Goldman Sachs Raises AI Server Demand Forecast, Projects $1.1 Trillion Market by 2028
Miles Bennett
Goldman Sachs on June 24 sharply raised its global server market forecast, projecting total 2028 revenue of $1.1 trillion with AI server rack revenue growing at a 118% CAGR to $561.4 billion — rising memory costs and ballooning AI workloads are pushing the entire supply chain's pricing center upward.
Where does the money go inside a $1.1 trillion market?
Goldman projects 2028 global server revenue at $1.1 trillion. AI server racks alone account for 51% of that — $561.4 billion.
This means → in three years, more than half of every dollar spent on servers worldwide goes to AI. AI is no longer the growth add-on; it is the main event.
Two forces drive the upgrade: high memory costs and relentless AI workload growth. In plain terms = models keep getting larger, demanding more memory, while memory itself is getting pricier — the two compound, lifting the market's revenue ceiling.
Why are custom ASIC chips gaining on GPUs?
Goldman expects ASIC — application-specific integrated circuits, chips custom-built for a single task — to rise from 50% of total AI chip volume in 2026 to 55% in 2028.
In unit terms: ASIC demand jumps from 9.34 million units in 2026 to 17.65 million in 2028; GPU demand grows from 9.51 million to 14.57 million — ASIC is scaling faster.
This means → cloud providers are shifting more budget from general-purpose GPUs to custom ASICs. The logic is straightforward: ASICs deliver lower latency and cut expensive memory read-write cycles. Saving memory is saving money.
How much did Nvidia rack shipments get raised?
Goldman lifted its NVL72-equivalent rack shipment forecast to 55,000 / 105,000 / 163,000 units for 2026–2028. The 2027 and 2028 figures are 16% and 20% above prior estimates.
Nvidia NVL72 racks specifically are now projected at 92,000 and 148,000 units in 2027–2028, roughly 19–22% above the old forecast.

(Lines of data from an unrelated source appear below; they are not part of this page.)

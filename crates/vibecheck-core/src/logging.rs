//! Structured logging setup for the `vibe` binary.

use tracing_subscriber::{fmt, prelude::*, EnvFilter};

/// Helper macro for logging elapsed time at trace level.
///
/// Usage:
/// ```rust,ignore
/// let start = Instant::now();
/// // ... some work ...
/// trace_time!(start, "operation_name");
/// // Or with additional fields:
/// trace_time!(start, "operation_name", run_id = run_id.as_str());
/// ```
#[macro_export]
macro_rules! trace_time {
    ($start:expr, $name:expr) => {
        tracing::trace!(elapsed = ?$start.elapsed(), $name);
    };
    ($start:expr, $name:expr $(, $field:ident = $value:expr)*) => {
        tracing::trace!(elapsed = ?$start.elapsed(), $($field = $value),*, $name);
    };
}

/// Initialize structured logging based on CLI arguments
pub fn init_tracing(
    verbose: bool,
    log_level: Option<&str>,
    log_json: bool,
) -> Result<(), Box<dyn std::error::Error>> {
    let level = match (verbose, log_level) {
        (true, None) => "vibecheck=debug,vibecheck_core=debug",
        (false, None) => "vibecheck=warn,vibecheck_core=warn",
        (_, Some(level)) => return init_with_level(level, log_json),
    };

    init_with_level(level, log_json)
}

/// Expand a bare level ("debug") into per-crate directives.
fn directives_for(level: &str) -> String {
    if level.contains('=') {
        level.to_string()
    } else {
        format!("vibecheck={level},vibecheck_core={level}")
    }
}

fn init_with_level(level: &str, log_json: bool) -> Result<(), Box<dyn std::error::Error>> {
    // Support VIBECHECK_LOG environment variable override
    let filter = EnvFilter::try_from_default_env()
        .or_else(|_| EnvFilter::try_from_env("VIBECHECK_LOG"))
        .unwrap_or_else(|_| EnvFilter::new(directives_for(level)));

    let registry = tracing_subscriber::registry().with(filter);

    if log_json {
        registry
            .with(
                fmt::layer()
                    .json()
                    .with_writer(std::io::stderr)
                    .with_ansi(false)
                    .with_span_events(
                        tracing_subscriber::fmt::format::FmtSpan::NEW
                            | tracing_subscriber::fmt::format::FmtSpan::CLOSE,
                    ),
            )
            .try_init()?;
    } else {
        registry
            .with(
                fmt::layer()
                    .compact()
                    .with_target(false)
                    .with_writer(std::io::stderr)
                    .with_ansi(false),
            )
            .try_init()?;
    }

    Ok(())
}

#[cfg(test)]
mod tests {
    use super::*;

    #[test]
    fn test_bare_level_expands_to_both_crates() {
        assert_eq!(
            directives_for("info"),
            "vibecheck=info,vibecheck_core=info"
        );
    }

    #[test]
    fn test_explicit_directive_kept() {
        assert_eq!(directives_for("reqwest=trace"), "reqwest=trace");
    }
}
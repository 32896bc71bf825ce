//! Subcommands for the remote account surface and local config

use clap::Subcommand;
use std::path::PathBuf;

#[derive(Subcommand, Debug)]
pub enum SuiteCommands {
    /// Validate a suite file and save it to the server
    Save {
        /// Path to the suite YAML file
        file: PathBuf,
    },

    /// List saved suites
    List,

    /// Fetch a saved suite
    Get {
        /// Suite name
        name: String,
    },
}

#[derive(Subcommand, Debug)]
pub enum RunsCommands {
    /// List recent runs
    List,

    /// Show a run and its results
    Get {
        /// Run ID
        id: String,
    },

    /// Cancel a queued run
    Cancel {
        /// Run ID
        id: String,
    },
}

#[derive(Subcommand, Debug)]
pub enum VarCommands {
    /// List variables
    List,

    /// Print a variable's value
    Get { name: String },

    /// Create or update a variable
    Set { name: String, value: String },

    /// Delete a variable
    Delete { name: String },
}

#[derive(Subcommand, Debug)]
pub enum SecretCommands {
    /// List secret names
    List,

    /// Create or update a secret
    Set { name: String, value: String },

    /// Delete a secret
    Delete { name: String },
}

#[derive(Subcommand, Debug)]
pub enum ConfigCommands {
    /// Show the effective configuration
    Show,

    /// Store an API key in the config file
    SetKey { key: String },

    /// Store the API base URL in the config file
    SetUrl { url: String },
}
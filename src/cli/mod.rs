//! CLI argument parsing for vibe
//!
//! Global flags: --format, --quiet, --verbose, --log-level, --log-json,
//! --api-url, --api-key

pub mod output;
pub mod remote;

use clap::{Parser, Subcommand};
use std::path::PathBuf;

pub use output::OutputFormat;
pub use remote::{ConfigCommands, RunsCommands, SecretCommands, SuiteCommands, VarCommands};

/// VibeCheck - run LLM evaluation suites from the command line
#[derive(Parser, Debug)]
#[command(name = "vibe")]
#[command(author, version, about, long_about = None)]
#[command(propagate_version = true)]
pub struct Cli {
    /// Output format
    #[arg(long, global = true, value_enum, default_value = "human")]
    pub format: OutputFormat,

    /// Suppress non-essential output
    #[arg(long, short, global = true)]
    pub quiet: bool,

    /// Enable debug logging
    #[arg(long, short, global = true)]
    pub verbose: bool,

    /// Log level or filter directives (e.g. "debug", "vibecheck_core=trace")
    #[arg(long, global = true)]
    pub log_level: Option<String>,

    /// Emit logs as JSON
    #[arg(long, global = true)]
    pub log_json: bool,

    /// API base URL (overrides VIBECHECK_URL and the config file)
    #[arg(long, global = true)]
    pub api_url: Option<String>,

    /// API key (overrides VIBECHECK_API_KEY and the config file)
    #[arg(long, global = true)]
    pub api_key: Option<String>,

    #[command(subcommand)]
    pub command: Option<Commands>,
}

#[derive(Subcommand, Debug)]
pub enum Commands {
    /// Run a suite file and wait for its results
    Check {
        /// Path to the suite YAML file
        file: PathBuf,

        /// Model to run against; repeat to compare several models
        #[arg(long = "model", short = 'm', action = clap::ArgAction::Append)]
        models: Vec<String>,

        /// Delay between status polls in milliseconds
        #[arg(long, value_parser = clap::value_parser!(u64).range(1..))]
        interval_ms: Option<u64>,

        /// Give up waiting after this many seconds
        #[arg(long, value_parser = clap::value_parser!(u64).range(1..))]
        timeout_secs: Option<u64>,
    },

    /// Validate a suite file without running it
    Validate {
        /// Path to the suite YAML file
        file: PathBuf,
    },

    /// Manage saved suites
    Suite {
        #[command(subcommand)]
        command: SuiteCommands,
    },

    /// Inspect and cancel runs
    Runs {
        #[command(subcommand)]
        command: RunsCommands,
    },

    /// List available models
    Models,

    /// Show organization info and remaining credits
    Org,

    /// Manage runtime variables
    Var {
        #[command(subcommand)]
        command: VarCommands,
    },

    /// Manage secrets
    Secret {
        #[command(subcommand)]
        command: SecretCommands,
    },

    /// Show or edit the local client configuration
    Config {
        #[command(subcommand)]
        command: ConfigCommands,
    },
}
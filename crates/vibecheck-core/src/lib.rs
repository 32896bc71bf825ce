//! VibeCheck Core Library
//!
//! Suite model and validation, check kinds, result aggregation, and the
//! async API client with its run lifecycle.

pub mod check;
pub mod client;
pub mod config;
pub mod error;
pub mod logging;
pub mod results;
pub mod suite;
//! Client configuration (stored in ~/.config/vibecheck/config.toml)
//!
//! The persisted file holds the API key and base URL. [`ClientSettings`]
//! layers CLI flags and environment variables on top of it.

use serde::{Deserialize, Serialize};
use std::fs;
use std::path::{Path, PathBuf};
use std::time::Duration;

use crate::error::{Result, VibeError};

pub const DEFAULT_API_URL: &str = "https://api.vibecheck.dev";
pub const API_KEY_ENV_VAR: &str = "VIBECHECK_API_KEY";
pub const API_URL_ENV_VAR: &str = "VIBECHECK_URL";

const CONFIG_DIR: &str = "vibecheck";
const CONFIG_FILE: &str = "config.toml";
const CONFIG_DIR_ENV_VAR: &str = "VIBECHECK_CONFIG_DIR";

/// Per-request timeout for API calls
pub const DEFAULT_REQUEST_TIMEOUT_SECONDS: u64 = 30;

#[derive(Debug, Clone, PartialEq, Eq, Serialize, Deserialize, Default)]
pub struct GlobalConfig {
    #[serde(default, skip_serializing_if = "Option::is_none")]
    pub api_key: Option<String>,
    #[serde(default, skip_serializing_if = "Option::is_none")]
    pub api_url: Option<String>,
}

impl GlobalConfig {
    pub fn config_path() -> Result<PathBuf> {
        // Allow environment variable override for testing
        let config_dir = if let Ok(env_dir) = std::env::var(CONFIG_DIR_ENV_VAR) {
            PathBuf::from(env_dir)
        } else {
            dirs::config_dir()
                .ok_or_else(|| {
                    VibeError::Other("unable to determine config directory".to_string())
                })?
                .join(CONFIG_DIR)
        };

        Ok(config_dir.join(CONFIG_FILE))
    }

    pub fn load() -> Result<Self> {
        Self::load_from(&Self::config_path()?)
    }

    /// Load from an explicit path; a missing file yields the default config.
    pub fn load_from(path: &Path) -> Result<Self> {
        if !path.exists() {
            return Ok(Self::default());
        }

        let content = fs::read_to_string(path).map_err(|e| {
            VibeError::Other(format!(
                "failed to read config from {}: {}",
                path.display(),
                e
            ))
        })?;

        toml::from_str(&content).map_err(|e| {
            VibeError::Other(format!(
                "failed to parse config from {}: {}",
                path.display(),
                e
            ))
        })
    }

    pub fn save(&self) -> Result<PathBuf> {
        let path = Self::config_path()?;
        self.save_to(&path)?;
        Ok(path)
    }

    pub fn save_to(&self, path: &Path) -> Result<()> {
        let config_dir = path
            .parent()
            .ok_or_else(|| VibeError::Other("invalid config path".to_string()))?;

        fs::create_dir_all(config_dir).map_err(|e| {
            VibeError::Other(format!(
                "failed to create config directory {}: {}",
                config_dir.display(),
                e
            ))
        })?;

        let content = toml::to_string_pretty(self)
            .map_err(|e| VibeError::Other(format!("failed to serialize config: {}", e)))?;

        fs::write(path, content).map_err(|e| {
            VibeError::Other(format!(
                "failed to write config to {}: {}",
                path.display(),
                e
            ))
        })
    }
}

/// Effective connection settings for the API client.
#[derive(Debug, Clone, PartialEq)]
pub struct ClientSettings {
    api_key: Option<String>,
    api_url: String,
    pub request_timeout: Duration,
}

fn non_empty(value: Option<String>) -> Option<String> {
    value
        .map(|v| v.trim().to_string())
        .filter(|v| !v.is_empty())
}

impl ClientSettings {
    pub fn new(api_url: impl Into<String>, api_key: Option<String>) -> Self {
        let api_url = api_url.into().trim().trim_end_matches('/').to_string();
        Self {
            api_key: non_empty(api_key),
            api_url,
            request_timeout: Duration::from_secs(DEFAULT_REQUEST_TIMEOUT_SECONDS),
        }
    }

    /// Resolve settings: CLI flag > environment > config file > default.
    pub fn resolve(flag_key: Option<&str>, flag_url: Option<&str>, config: &GlobalConfig) -> Self {
        Self::resolve_with(flag_key, flag_url, config, |name| std::env::var(name).ok())
    }

    /// Like [`ClientSettings::resolve`] with an injectable environment lookup.
    pub fn resolve_with(
        flag_key: Option<&str>,
        flag_url: Option<&str>,
        config: &GlobalConfig,
        env: impl Fn(&str) -> Option<String>,
    ) -> Self {
        let api_key = non_empty(flag_key.map(str::to_string))
            .or_else(|| non_empty(env(API_KEY_ENV_VAR)))
            .or_else(|| non_empty(config.api_key.clone()));

        let api_url = non_empty(flag_url.map(str::to_string))
            .or_else(|| non_empty(env(API_URL_ENV_VAR)))
            .or_else(|| non_empty(config.api_url.clone()))
            .unwrap_or_else(|| DEFAULT_API_URL.to_string());

        Self::new(api_url, api_key)
    }

    pub fn api_key(&self) -> Option<&str> {
        self.api_key.as_deref()
    }

    pub fn api_url(&self) -> &str {
        &self.api_url
    }
}
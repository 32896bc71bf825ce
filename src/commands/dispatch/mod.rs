//! Command dispatch logic for vibe

mod macros;

use std::time::Instant;

use serde::Serialize;
use tokio::runtime::Runtime;

use crate::cli::{Cli, Commands};
use crate::commands;
use vibecheck_core::client::ApiClient;
use vibecheck_core::config::{ClientSettings, GlobalConfig};
use vibecheck_core::error::{Result, VibeError};

pub(crate) use macros::trace_command;

pub fn run(cli: &Cli, start: Instant) -> Result<()> {
    let Some(command) = &cli.command else {
        return Err(VibeError::UsageError(
            "no command given; run `vibe --help` for usage".to_string(),
        ));
    };

    match command {
        Commands::Validate { file } => commands::validate::execute(cli, file),

        Commands::Config { command } => commands::config::execute(cli, command),

        Commands::Check {
            file,
            models,
            interval_ms,
            timeout_secs,
        } => {
            let runtime = runtime()?;
            trace_command!(cli, start, "start_runtime");
            commands::check::execute(
                cli,
                &runtime,
                commands::check::CheckOptions {
                    file,
                    models,
                    interval_ms: *interval_ms,
                    timeout_secs: *timeout_secs,
                },
            )?;
            trace_command!(cli, start, "execute_command");
            Ok(())
        }

        Commands::Suite { command } => commands::suite::execute(cli, &runtime()?, command),

        Commands::Runs { command } => commands::runs::execute(cli, &runtime()?, command),

        Commands::Models => commands::account::models(cli, &runtime()?),

        Commands::Org => commands::account::org(cli, &runtime()?),

        Commands::Var { command } => commands::account::var(cli, &runtime()?, command),

        Commands::Secret { command } => commands::account::secret(cli, &runtime()?, command),
    }
}

/// Effective connection settings for this invocation.
pub(crate) fn settings(cli: &Cli) -> Result<ClientSettings> {
    let config = GlobalConfig::load()?;
    Ok(ClientSettings::resolve(
        cli.api_key.as_deref(),
        cli.api_url.as_deref(),
        &config,
    ))
}

pub(crate) fn connect(cli: &Cli) -> Result<ApiClient> {
    ApiClient::new(settings(cli)?)
}

fn runtime() -> Result<Runtime> {
    Ok(tokio::runtime::Builder::new_current_thread()
        .enable_all()
        .build()?)
}

pub(crate) fn print_json<T: Serialize + ?Sized>(value: &T) -> Result<()> {
    println!("{}", serde_json::to_string_pretty(value)?);
    Ok(())
}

AMD rack shipments are essentially unchanged at 5,000 / 13,000 / 15,000. This reflects that in the high-end AI rack market, Nvidia remains the dominant source of incremental volume; AMD has not yet captured additional share.
Why is Foxconn set to command nearly 70% of ODM share?
Goldman projects Foxconn / FII's share of the AI server rack ODM — original design manufacturing, where the contract manufacturer designs and ships directly — market will rise from 55% in 2026 to 69% in 2028.
In plain terms = for every 10 AI server racks built globally by 2028, nearly 7 come from Foxconn. The ODM-direct model — factory ships straight to the cloud provider — remains the dominant supply path.
This means → manufacturing in the AI server chain is concentrating fast. Foxconn's scale advantage compounds in rack assembly, a capital-heavy link where size matters most.
US vs. China cloud capex — who is ramping harder?
US hyperscalers (Microsoft, Amazon, Meta, Google, Oracle) are projected to raise capex by 76% / 35% / 8% YoY from 2026 to 2028. Three-year forecasts were revised up 8% / 27% / 25%, bringing the 2028 cumulative total to $1.145 trillion.
Chinese hyperscalers (ByteDance, Alibaba, Tencent, Baidu) see YoY growth of 80% / 20% / 18% over the same period, with forecasts revised up 37% / 44% / 55% — markedly steeper upward revisions than their US peers.
This means → Chinese cloud providers are ramping faster from a catch-up position. Goldman notes that China's chip mix is more dispersed across local suppliers, with GPU and ASIC configurations spread more broadly — unlike the US, where spending concentrates heavily on Nvidia.
How long can this AI infrastructure investment cycle last?
Goldman maintains its bullish call: the AI infrastructure capex cycle extends at least through 2028, with buy ratings on multiple names across the supply chain.
Chips (GPU, ASIC, CPU) remain the largest spending category, followed by HBM — high-bandwidth memory — then networking and other components.
Goldman flags one key variable: whether ASIC penetration continues rising as projected. In plain terms = if cloud providers ultimately do not shift to ASICs at the expected scale, the entire upward-revision logic chain needs to be recalculated.
Content is for reference only, not financial advice.